LISTED ENTRIES
....
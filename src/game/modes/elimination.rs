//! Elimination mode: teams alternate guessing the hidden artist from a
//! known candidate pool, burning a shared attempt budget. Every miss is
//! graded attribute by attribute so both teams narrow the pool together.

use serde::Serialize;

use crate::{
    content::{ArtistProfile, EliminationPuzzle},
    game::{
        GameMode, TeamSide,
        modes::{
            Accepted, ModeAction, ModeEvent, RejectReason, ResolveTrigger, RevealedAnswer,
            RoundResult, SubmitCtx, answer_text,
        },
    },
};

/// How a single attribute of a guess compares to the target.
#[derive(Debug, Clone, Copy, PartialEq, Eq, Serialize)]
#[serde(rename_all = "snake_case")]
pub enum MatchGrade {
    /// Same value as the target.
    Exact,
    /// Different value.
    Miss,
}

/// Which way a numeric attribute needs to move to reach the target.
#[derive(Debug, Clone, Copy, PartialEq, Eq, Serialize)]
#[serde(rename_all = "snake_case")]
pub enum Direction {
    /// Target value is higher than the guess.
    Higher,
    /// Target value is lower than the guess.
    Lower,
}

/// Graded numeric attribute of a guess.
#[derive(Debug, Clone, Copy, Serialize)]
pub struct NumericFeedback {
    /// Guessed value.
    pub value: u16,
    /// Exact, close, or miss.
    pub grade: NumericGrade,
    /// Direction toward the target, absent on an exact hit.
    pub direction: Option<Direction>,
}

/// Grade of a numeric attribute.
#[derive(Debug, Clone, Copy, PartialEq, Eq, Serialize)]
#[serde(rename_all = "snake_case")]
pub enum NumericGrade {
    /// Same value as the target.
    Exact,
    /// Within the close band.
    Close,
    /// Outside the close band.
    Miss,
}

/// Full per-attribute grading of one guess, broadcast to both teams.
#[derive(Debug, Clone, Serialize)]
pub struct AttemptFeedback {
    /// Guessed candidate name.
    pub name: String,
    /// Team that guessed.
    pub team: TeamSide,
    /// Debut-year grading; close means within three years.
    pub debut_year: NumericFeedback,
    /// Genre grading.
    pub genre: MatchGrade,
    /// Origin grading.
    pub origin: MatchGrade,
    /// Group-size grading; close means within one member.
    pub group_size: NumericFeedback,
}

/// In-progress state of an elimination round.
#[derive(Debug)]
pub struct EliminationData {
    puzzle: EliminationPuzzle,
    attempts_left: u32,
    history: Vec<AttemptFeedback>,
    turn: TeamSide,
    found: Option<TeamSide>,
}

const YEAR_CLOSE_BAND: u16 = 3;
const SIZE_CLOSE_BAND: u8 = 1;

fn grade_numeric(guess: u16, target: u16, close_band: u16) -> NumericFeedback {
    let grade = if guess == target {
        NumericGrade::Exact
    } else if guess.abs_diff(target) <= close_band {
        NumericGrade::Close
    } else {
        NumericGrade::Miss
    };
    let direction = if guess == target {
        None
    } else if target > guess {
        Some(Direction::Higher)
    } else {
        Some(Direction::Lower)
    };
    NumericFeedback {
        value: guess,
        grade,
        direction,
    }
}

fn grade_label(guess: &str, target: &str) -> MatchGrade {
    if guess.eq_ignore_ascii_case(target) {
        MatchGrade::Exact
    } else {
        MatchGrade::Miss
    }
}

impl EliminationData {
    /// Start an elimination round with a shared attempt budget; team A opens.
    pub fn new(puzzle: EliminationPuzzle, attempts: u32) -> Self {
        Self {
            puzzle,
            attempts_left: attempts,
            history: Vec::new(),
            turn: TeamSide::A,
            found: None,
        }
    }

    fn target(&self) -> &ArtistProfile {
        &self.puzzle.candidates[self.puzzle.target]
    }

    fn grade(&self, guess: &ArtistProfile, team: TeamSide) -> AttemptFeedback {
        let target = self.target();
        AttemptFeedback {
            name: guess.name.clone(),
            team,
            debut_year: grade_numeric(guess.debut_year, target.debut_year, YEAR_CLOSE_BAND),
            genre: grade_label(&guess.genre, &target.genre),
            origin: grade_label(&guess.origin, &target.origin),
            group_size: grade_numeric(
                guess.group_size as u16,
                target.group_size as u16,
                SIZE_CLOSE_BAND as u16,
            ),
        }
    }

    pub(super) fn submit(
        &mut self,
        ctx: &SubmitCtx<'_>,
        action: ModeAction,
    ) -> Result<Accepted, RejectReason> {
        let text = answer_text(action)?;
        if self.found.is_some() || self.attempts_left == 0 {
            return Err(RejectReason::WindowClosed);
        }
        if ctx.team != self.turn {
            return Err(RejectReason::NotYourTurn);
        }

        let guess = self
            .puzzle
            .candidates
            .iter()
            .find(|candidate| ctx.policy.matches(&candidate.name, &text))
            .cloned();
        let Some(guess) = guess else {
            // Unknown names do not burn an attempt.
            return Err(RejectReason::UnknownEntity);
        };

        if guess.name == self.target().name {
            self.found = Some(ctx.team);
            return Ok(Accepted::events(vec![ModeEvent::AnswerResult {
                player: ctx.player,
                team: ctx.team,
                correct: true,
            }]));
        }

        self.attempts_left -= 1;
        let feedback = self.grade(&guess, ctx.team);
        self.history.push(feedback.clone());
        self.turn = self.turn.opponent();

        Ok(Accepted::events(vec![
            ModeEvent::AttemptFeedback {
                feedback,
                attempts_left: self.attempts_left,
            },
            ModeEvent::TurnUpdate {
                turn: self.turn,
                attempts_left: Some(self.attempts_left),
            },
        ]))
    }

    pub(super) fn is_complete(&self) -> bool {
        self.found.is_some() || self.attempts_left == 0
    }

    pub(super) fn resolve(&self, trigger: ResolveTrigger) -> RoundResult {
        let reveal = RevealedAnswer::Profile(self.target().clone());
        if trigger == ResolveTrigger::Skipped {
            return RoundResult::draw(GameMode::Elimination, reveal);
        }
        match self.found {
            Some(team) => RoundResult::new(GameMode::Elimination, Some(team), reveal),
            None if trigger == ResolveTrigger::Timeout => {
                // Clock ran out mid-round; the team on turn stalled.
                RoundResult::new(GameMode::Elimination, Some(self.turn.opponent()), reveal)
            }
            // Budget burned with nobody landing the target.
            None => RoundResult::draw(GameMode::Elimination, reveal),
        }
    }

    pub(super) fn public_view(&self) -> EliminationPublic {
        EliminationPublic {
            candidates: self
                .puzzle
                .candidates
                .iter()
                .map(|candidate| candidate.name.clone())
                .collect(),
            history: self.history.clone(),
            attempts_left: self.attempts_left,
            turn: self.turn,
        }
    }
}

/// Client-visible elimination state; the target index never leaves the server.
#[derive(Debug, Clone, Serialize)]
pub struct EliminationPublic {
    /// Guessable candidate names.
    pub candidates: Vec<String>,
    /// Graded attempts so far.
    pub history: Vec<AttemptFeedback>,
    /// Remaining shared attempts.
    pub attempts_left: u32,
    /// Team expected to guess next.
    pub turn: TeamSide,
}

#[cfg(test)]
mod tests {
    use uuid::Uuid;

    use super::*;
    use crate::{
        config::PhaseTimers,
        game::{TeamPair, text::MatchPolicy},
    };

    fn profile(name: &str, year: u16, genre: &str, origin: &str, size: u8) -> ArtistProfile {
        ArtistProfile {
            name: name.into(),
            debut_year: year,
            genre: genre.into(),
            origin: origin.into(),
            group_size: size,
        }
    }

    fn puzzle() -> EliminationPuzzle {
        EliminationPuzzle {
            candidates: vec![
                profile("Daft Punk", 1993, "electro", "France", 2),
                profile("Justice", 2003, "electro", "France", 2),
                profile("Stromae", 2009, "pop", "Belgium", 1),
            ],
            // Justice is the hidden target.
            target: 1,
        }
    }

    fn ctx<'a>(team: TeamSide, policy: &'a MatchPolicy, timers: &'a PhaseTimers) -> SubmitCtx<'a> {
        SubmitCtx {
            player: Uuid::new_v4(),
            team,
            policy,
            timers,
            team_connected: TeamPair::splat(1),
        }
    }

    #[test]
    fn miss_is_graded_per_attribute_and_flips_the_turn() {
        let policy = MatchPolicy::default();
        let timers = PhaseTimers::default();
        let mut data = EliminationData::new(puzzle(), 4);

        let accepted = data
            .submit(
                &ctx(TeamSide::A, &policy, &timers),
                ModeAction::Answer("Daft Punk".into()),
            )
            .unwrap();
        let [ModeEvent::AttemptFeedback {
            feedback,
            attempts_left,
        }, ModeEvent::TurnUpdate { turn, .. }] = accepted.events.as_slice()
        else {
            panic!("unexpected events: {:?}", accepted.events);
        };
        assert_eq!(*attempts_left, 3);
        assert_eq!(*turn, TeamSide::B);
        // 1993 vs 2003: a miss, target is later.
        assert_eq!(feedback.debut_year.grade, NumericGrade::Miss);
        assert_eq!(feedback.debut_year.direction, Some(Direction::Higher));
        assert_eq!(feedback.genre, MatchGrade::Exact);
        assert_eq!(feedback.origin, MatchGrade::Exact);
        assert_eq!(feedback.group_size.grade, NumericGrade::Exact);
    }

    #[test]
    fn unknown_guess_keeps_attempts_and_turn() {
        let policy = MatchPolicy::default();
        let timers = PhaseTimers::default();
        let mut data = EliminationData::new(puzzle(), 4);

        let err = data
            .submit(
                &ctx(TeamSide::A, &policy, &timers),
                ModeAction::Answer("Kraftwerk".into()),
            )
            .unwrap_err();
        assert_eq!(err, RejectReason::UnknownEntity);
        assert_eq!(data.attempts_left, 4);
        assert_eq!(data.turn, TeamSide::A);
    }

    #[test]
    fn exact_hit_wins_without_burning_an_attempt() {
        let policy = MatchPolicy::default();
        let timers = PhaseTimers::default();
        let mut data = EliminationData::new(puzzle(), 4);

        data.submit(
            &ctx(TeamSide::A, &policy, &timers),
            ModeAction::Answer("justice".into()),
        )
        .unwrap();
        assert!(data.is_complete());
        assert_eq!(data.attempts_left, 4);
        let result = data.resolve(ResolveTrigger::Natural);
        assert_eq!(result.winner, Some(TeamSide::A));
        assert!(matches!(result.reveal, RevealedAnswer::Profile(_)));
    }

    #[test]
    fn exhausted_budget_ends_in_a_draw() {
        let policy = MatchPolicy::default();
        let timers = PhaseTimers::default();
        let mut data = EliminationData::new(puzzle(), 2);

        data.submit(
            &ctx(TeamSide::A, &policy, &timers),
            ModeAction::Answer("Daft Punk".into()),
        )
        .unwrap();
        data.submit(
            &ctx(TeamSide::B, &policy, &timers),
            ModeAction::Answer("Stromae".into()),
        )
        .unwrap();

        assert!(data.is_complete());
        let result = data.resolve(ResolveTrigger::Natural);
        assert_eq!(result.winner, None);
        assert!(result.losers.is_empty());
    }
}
....
PROBLEM DETAILS
The required output is the exact run of lines from the beginning of the listing above to the line that contains "of a guess.", inclusive of both.

WRITTEN SOLUTION
filename src/game/modes/elimination.rs
//! Elimination mode: teams alternate guessing the hidden artist from a
//! known candidate pool, burning a shared attempt budget. Every miss is
//! graded attribute by attribute so both teams narrow the pool together.

use serde::Serialize;

use crate::{
    content::{ArtistProfile, EliminationPuzzle},
    game::{
        GameMode, TeamSide,
        modes::{
            Accepted, ModeAction, ModeEvent, RejectReason, ResolveTrigger, RevealedAnswer,
            RoundResult, SubmitCtx, answer_text,
        },
    },
};

/// How a single attribute of a guess compares to the target.
#[derive(Debug, Clone, Copy, PartialEq, Eq, Serialize)]
#[serde(rename_all = "snake_case")]
pub enum MatchGrade {
    /// Same value as the target.
    Exact,
    /// Different value.
    Miss,
}

/// Which way a numeric attribute needs to move to reach the target.
#[derive(Debug, Clone, Copy, PartialEq, Eq, Serialize)]
#[serde(rename_all = "snake_case")]
pub enum Direction {
    /// Target value is higher than the guess.
    Higher,
    /// Target value is lower than the guess.
    Lower,
}

/// Graded numeric attribute of a guess.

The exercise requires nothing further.